The Return of the Native-Critical Analysis

It deals with the drama of human hopes, aspirations, disillusionment, and finally the role of fate and chance. Like the other novels of Thomas Hardy, “The Return of the Native” is imbued with realism and a closer study of human psychology. It concludes on the note of pessimism. It is also a novel of provincial and rustic life though sometimes the scenes are shifted from countryside to the towns.



Thomas Hardy’s novel, “The Return of the Native” presents the life of the human beings and the role of fortune dwindling in hopes and despair, partly due to their flaws and partly because of their cruel fate. All the characters in Hardy’s novel are made up of flesh and blood breathing the raw and rustic air of Egdon Heath. Sometimes, these ordinary characters behave in an uncommon and strange manner to add either to their misery or happiness.

“The Return of the Native” of Thomas Hardy begins with the gossip in the village about the marriage of Thomasin Yeobright and Damon Wildeve, who is former lover of Thomasin, an ex-engineer and publican. Owing to failures in his profession, he works at ‘The Quiet Woman’ inn as an inn-keeper.

The reader can find Damon Wildeve in a state of dilemma. He fails to decide whether to marry Thomasin or Eustacia Vye. The bond between Thomasin and Wildeve is not so strong which could sustain their relationship. It results in their breakup before they get united into wedlock. Damon Wildeve assured Thomasin that he would certainly marry her. Meanwhile, Damon Wildeve is more drawn towards Eustacia Vye. Thomas Hardy has presented a philanderer in Wildeve.

From his days in Egdon Heath, Damon Wildeve pined for his union with Eustacia but eventually he marries Thomasin who has already rejected a proposal of marriage by a resourceful and kind-hearted man, Diggory Venn. But Fate had different plans; Clym Yeobright’s arrival in Egdon Heath arouses Eustacia Vye’s curiosity. She disguises herself as male player and goes to his house to see him.

Clym Yeobright is Thomasin’s cousin and a diamond merchant in Paris. He wishes to abandon his mediocre business of a jeweller and settle in Egdon Heath. Eustacia Vye likes to get in contact with Clym so that she could escape gloomy and sombre Egdon Heath and settle in Paris.

It is important to note that Thomasin, Clym Yeobright and Diggory Venn are the three characters in the novel who are true representatives of Egdon Heath. They are strongly adhered to their native land while Damon Wildeve and Eustacia Vye are the two characters who present a contrast and like to settle in a city.
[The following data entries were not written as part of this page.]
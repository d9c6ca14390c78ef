#[macro_use]
extern crate tracing;

pub mod api;
pub mod checkpoints;
pub mod contents;
pub mod model;
pub mod notebook;
pub mod path;
pub mod state;
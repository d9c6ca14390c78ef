use std::{path::PathBuf, sync::Arc};

use crate::checkpoints::CheckpointingManager;

/// Shared handler state: the manager is built once at startup, injected
/// here, and never mutated afterwards.
#[derive(Clone)]
pub struct AppState {
  pub manager: Arc<CheckpointingManager>,
}

impl AppState {
  pub fn new(root: impl Into<PathBuf>) -> Self {
    Self {
      manager: Arc::new(CheckpointingManager::new(root)),
    }
  }
}
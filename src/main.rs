use std::{net::SocketAddr, path::PathBuf};

use anyhow::Context;
use clap::Parser;
use tracing::{info, warn};

use contents_server::{api, state::AppState};

fn init_tracing() {
  use tracing_subscriber::EnvFilter;

  let filter = EnvFilter::try_from_default_env()
    .unwrap_or_else(|_| EnvFilter::new("info,tower_http=info,hyper_util=warn"));
  tracing_subscriber::fmt()
    .with_env_filter(filter)
    .compact()
    .try_init()
    .ok();
}

#[derive(Parser, Debug)]
#[command(
  name = "contents_server",
  version,
  about = "Serve a directory tree as a JSON contents API with per-file checkpoints"
)]
struct Cli {
  /// Directory served as the root of the contents namespace.
  #[arg(long, env = "CONTENTS_ROOT", default_value = ".")]
  root: PathBuf,
  /// Address the HTTP listener binds to.
  #[arg(long, env = "CONTENTS_BIND", default_value = "127.0.0.1:8888")]
  bind: SocketAddr,
}

#[tokio::main]
async fn main() -> anyhow::Result<()> {
  init_tracing();
  let cli = Cli::parse();

  let root = std::fs::canonicalize(&cli.root)
    .with_context(|| format!("root directory {} is not accessible", cli.root.display()))?;
  let app = api::router(AppState::new(root.clone()));
  let listener = tokio::net::TcpListener::bind(cli.bind)
    .await
    .with_context(|| format!("failed to bind {}", cli.bind))?;
  info!(addr = %cli.bind, root = %root.display(), "contents service listening");
  axum::serve(listener, app)
    .with_graceful_shutdown(shutdown_signal())
    .await
    .context("server exited with an error")?;
  Ok(())
}

async fn shutdown_signal() {
  if tokio::signal::ctrl_c().await.is_err() {
    warn!("failed to install the shutdown signal handler");
  }
}
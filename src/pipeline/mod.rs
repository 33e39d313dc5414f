//! Orquestador de una resolución completa.
//!
//! Máquina de estados lineal, sin vuelta atrás:
//! despacho por clase declarada → sanitización → derivación → ensamblado.
//! La clase declarada manda: una entrada declarada nombre jamás se intenta
//! parsear como notación, y una notación que no parsea es terminal (sin
//! fallback a búsqueda por nombre). El pipeline nunca propaga un error más
//! allá de su frontera: todo fallo termina en un registro con razón.

pub mod geometry;

use chem_oracle::{MoleculeOracle, OracleError};
use log::{debug, warn};

use crate::classify::FunctionalGroupClassifier;
use crate::data::dictionary::CompoundDictionary;
use crate::data::groups::GroupPatternTable;
use crate::data::types::{InputKind, PhysicalProperties, ResolvedIdentity, StructureRecord, StructureRequest};
use crate::errors::ResolveError;
use crate::providers::lookup::CompoundLookup;
use crate::resolver::NameResolver;

/// Texto sustituto cuando la búsqueda inversa no aporta nombre.
pub const NAME_NOT_AVAILABLE: &str = "Name not available";

/// Razón terminal para entradas vacías.
pub const EMPTY_INPUT_REASON: &str = "Please provide a structure or name";

/// Pipeline de resolución. Sin estado entre invocaciones: las dos tablas
/// inyectadas son de sólo lectura y el resto vive dentro de cada llamada.
pub struct StructurePipeline<'a, O: MoleculeOracle, L: CompoundLookup + ?Sized> {
    oracle: &'a O,
    lookup: &'a L,
    dictionary: &'a CompoundDictionary,
    groups: &'a GroupPatternTable,
}

/// Partes derivadas de un grafo sanitizado, previas al ensamblado.
struct DerivedParts {
    properties: PhysicalProperties,
    canonical_notation: String,
    functional_groups: Vec<String>,
    mol_block_2d: String,
    mol_block_3d: Option<String>,
    svg_2d: Option<String>,
}

impl<'a, O: MoleculeOracle, L: CompoundLookup + ?Sized> StructurePipeline<'a, O, L> {
    pub fn new(
        oracle: &'a O,
        lookup: &'a L,
        dictionary: &'a CompoundDictionary,
        groups: &'a GroupPatternTable,
    ) -> Self {
        Self { oracle, lookup, dictionary, groups }
    }

    /// Operación Resolve del contrato externo.
    pub async fn resolve_request(&self, request: &StructureRequest) -> StructureRecord {
        self.resolve(&request.structure, request.input_type).await
    }

    /// Resuelve una entrada con su clase declarada. Siempre devuelve un
    /// registro bien formado; los fallos viajan en el campo `error`.
    pub async fn resolve(&self, input: &str, kind: InputKind) -> StructureRecord {
        let input = input.trim();
        if input.is_empty() {
            return StructureRecord::failed(EMPTY_INPUT_REASON);
        }

        let (mol, official_name, common_name) = match kind {
            InputKind::Notation => {
                let mol = match self.oracle.parse(input) {
                    Ok(mol) => mol,
                    Err(e) => {
                        debug!("notation '{input}' does not parse: {e}");
                        return StructureRecord::failed(ResolveError::InvalidNotation.to_string());
                    }
                };
                // Enriquecimiento no fatal: nombre oficial vía búsqueda inversa.
                let official = match self.lookup.name_for_notation(input).await {
                    Ok(Some(name)) if !name.is_empty() => name,
                    Ok(_) => NAME_NOT_AVAILABLE.to_string(),
                    Err(e) => {
                        warn!("reverse name lookup failed for '{input}': {e}");
                        NAME_NOT_AVAILABLE.to_string()
                    }
                };
                (mol, official, None)
            }
            InputKind::Name => {
                let resolver = NameResolver::new(self.oracle, self.lookup, self.dictionary);
                match resolver.resolve(input).await {
                    Ok(resolved) => (resolved.mol, resolved.official_name, Some(resolved.display_name)),
                    Err(e) => return StructureRecord::failed(e.to_string()),
                }
            }
        };

        // Ambas ramas convergen aquí: re-validación estructural.
        if let Err(e) = self.oracle.sanitize(&mol) {
            let message = match e {
                OracleError::Sanitize(m) => m,
                other => other.to_string(),
            };
            return StructureRecord::failed(ResolveError::InvalidStructure(message).to_string());
        }

        let DerivedParts { properties, canonical_notation, functional_groups, mol_block_2d, mol_block_3d, svg_2d } =
            match self.derive(&mol) {
                Ok(parts) => parts,
                Err(e) => return StructureRecord::failed(e.to_string()),
            };

        let identity = ResolvedIdentity {
            canonical_notation,
            official_name: if official_name.is_empty() { "Unknown".to_string() } else { official_name },
            common_name,
        };
        assemble(identity, properties, functional_groups, mol_block_2d, mol_block_3d, svg_2d)
    }

    /// Derivación a partir del grafo ya sanitizado. Las propiedades
    /// canónicas y el layout 2D son obligatorios; SVG, InChI y 3D degradan
    /// a ausente.
    fn derive(&self, mol: &O::Mol) -> Result<DerivedParts, ResolveError> {
        let mol_block_2d = self
            .oracle
            .layout_2d(mol)
            .map_err(|e| ResolveError::Processing(e.to_string()))?;

        let svg_2d = match self.oracle.render_svg(mol) {
            Ok(svg) => Some(svg),
            Err(e) => {
                warn!("2D rendering failed: {e}");
                None
            }
        };

        let mol_block_3d = geometry::embed_3d(self.oracle, mol);

        let canonical_notation = self
            .oracle
            .canonical_notation(mol)
            .map_err(|e| ResolveError::Processing(e.to_string()))?;
        let formula = self.oracle.formula(mol).map_err(|e| ResolveError::Processing(e.to_string()))?;
        let molecular_weight = self.oracle.weight(mol).map_err(|e| ResolveError::Processing(e.to_string()))?;
        let exact_mass = self.oracle.exact_mass(mol).map_err(|e| ResolveError::Processing(e.to_string()))?;
        let standardized_identifier = match self.oracle.standard_identifier(mol) {
            Ok(inchi) => inchi,
            Err(e) => {
                warn!("standardized identifier unavailable: {e}");
                String::new()
            }
        };

        let properties = PhysicalProperties {
            formula,
            molecular_weight: round4(molecular_weight),
            exact_mass: round4(exact_mass),
            standardized_identifier,
        };

        let functional_groups = FunctionalGroupClassifier::new(self.groups)
            .classify(self.oracle, mol)
            .iter()
            .map(|g| g.label().to_string())
            .collect();

        Ok(DerivedParts {
            properties,
            canonical_notation,
            functional_groups,
            mol_block_2d,
            mol_block_3d,
            svg_2d,
        })
    }
}

fn assemble(
    identity: ResolvedIdentity,
    properties: PhysicalProperties,
    functional_groups: Vec<String>,
    mol_block_2d: String,
    mol_block_3d: Option<String>,
    svg_2d: Option<String>,
) -> StructureRecord {
    StructureRecord {
        iupac_name: identity.official_name,
        common_name: identity.common_name,
        smiles: identity.canonical_notation,
        molecular_formula: properties.formula,
        molecular_weight: properties.molecular_weight,
        exact_mass: properties.exact_mass,
        inchi: properties.standardized_identifier,
        functional_groups,
        mol_block_2d,
        mol_block_3d,
        svg_2d,
        error: None,
    }
}

/// Redondeo a 4 decimales de los pesos derivados.
fn round4(value: f64) -> f64 {
    (value * 10_000.0).round() / 10_000.0
}

#[cfg(test)]
mod tests {
    use super::*;

    #[test]
    fn test_round4() {
        assert_eq!(round4(46.068_999_9), 46.069);
        assert_eq!(round4(180.15901), 180.159);
        assert_eq!(round4(0.0), 0.0);
    }
}
pub mod dictionary;
pub mod groups;
pub mod types;

pub use dictionary::{CompoundDictionary, DictionaryEntry};
pub use groups::{FunctionalGroup, GroupPatternTable};
pub use types::{
    ExplanationResponse, InputKind, PhysicalProperties, ResolvedIdentity, StructureRecord, StructureRequest,
};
Thomas Hardy has skillfully delineated characters of different likes and dislikes.

Eustacia sends a letter to Damon Wildeve refusing to see him anymore. Meanwhile, Mrs. Yeobright, Clym’s mother suspects Wildeve’s intention; she tells Wildeve that Diggory Venn is going to marry Thomasin Yeobright.

Next day, when Clym Yeobright is on his way to his friend’s house, he learns about the marriage of Thomasin and Wildeve. Clym gets information about the girl named, Eustacia Vye who has got an injury by pricking a needle by Susan, suspecting her to know about witchcraft. So Clym went to meet Eustacia Vye at Captaiin Drew’s house. Both Eustacia and Clym had a conversation at the house. He was greatly infatuated by Eustacia’s charm and beauty.

After some days, Clym resolves to marry Eustacia and abandon his lucrative business of a diamond merchant in Paris; he wants to settle in Egdon Heath with Eustacia. It is important to note that Clym’s mother strongly disapproves her son’s marriage with Eustacia. She is not much impressed by Eustacia. Mrs. Yeobright thinks of her as proud and conceited and she also has some doubts due to Eustacia’s shady past.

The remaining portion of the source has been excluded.